CHAPTER SIX

It was a new country to us but it had the marks of the oldest countries The road was a track over shelves of solid rock, worn by the feet of the caravans and the cattle, and it rose in the boulder-strewn un-roadhness through a double line of trees and into the hills. The country was so much like Aragon that I could not believe that we were not in Spain until, instead of mules with saddle bags, we met a dozen natives bare-legged and bareheaded dressed in white cotton cloth they wore gathered over the shoulder like a toga, but when they had passed, the high trees beside the track over those rocks was Spain and I had followed this same route forged on ahead and following close behind a horse one time watching the horror of the flies scuttling around his crupper. They were the same camel flies we found here on the lions. In Spain if one got inside your shirt you had to get the shirt off to kill him. He'd go inside the neckband, down the back, around and under one arm, make for the navel and the belly band, and if you did not get him he would move with such intelligence and speed that, scuttling flat and uncrushable he would make you undress completely to kill him. That day of watching the camel flies working under the horse's tail, having had them myself, gave me more horror than anything I could remember except one time in a hospital with my right arm broken off short between the elbow and the shoulder, the back of the hand having hung down against my back, the points of the bone having cut up the flesh of the biceps until it finally rotted, swelled, burst, and sloughed off in pus.
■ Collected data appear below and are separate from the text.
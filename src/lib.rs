//! Web edge for the Owls Insight odds API.
//!
//! Signs visitors in with Discord (authorization-code flow, cookie-pinned
//! CSRF state, code exchange delegated to the upstream API), issues the
//! session cookie, relays session calls to the upstream, and gates the
//! dashboard pages on the presence of that cookie.

pub mod error;
pub mod middleware;
pub mod oauth;
pub mod state_token;
pub mod types;
pub mod upstream;

// Re-exports for convenient access
pub use error::Error;
pub use middleware::{AuthError, OriginPolicy, WebConfig, web_routes};
pub use oauth::{AuthorizationRequest, OAuthConfig, PROVIDER};
pub use state_token::{generate_state, states_match};
pub use types::{SessionToken, Tier};
pub use upstream::{ApiClient, ExchangeResponse, INTERNAL_AUTH_HEADER, Relayed};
Alone with the pain in the night in the fifth week of not sleeping I thought suddenly how a bull elk must feel if you break a shoulder and he gets away and in that night I lay and felt it all, the whole thing as it would happen from the shock of the bullet to the end of the business and, being a little out of my head, thought perhaps what I was going through was a punishment for all hunters. Then, getting well, decided if it was a punishment I had paid it and at least I knew what I was doing. I did nothing that had not been done to me. I had been shot and I had been crippled and gotten away. I expected, always, to be killed by one thing or another and I, truly, did not mind that any more. Since I still loved to hunt I resolved that I would only shoot as long as I could kill cleanly and as soon as I lost that ability I would stop.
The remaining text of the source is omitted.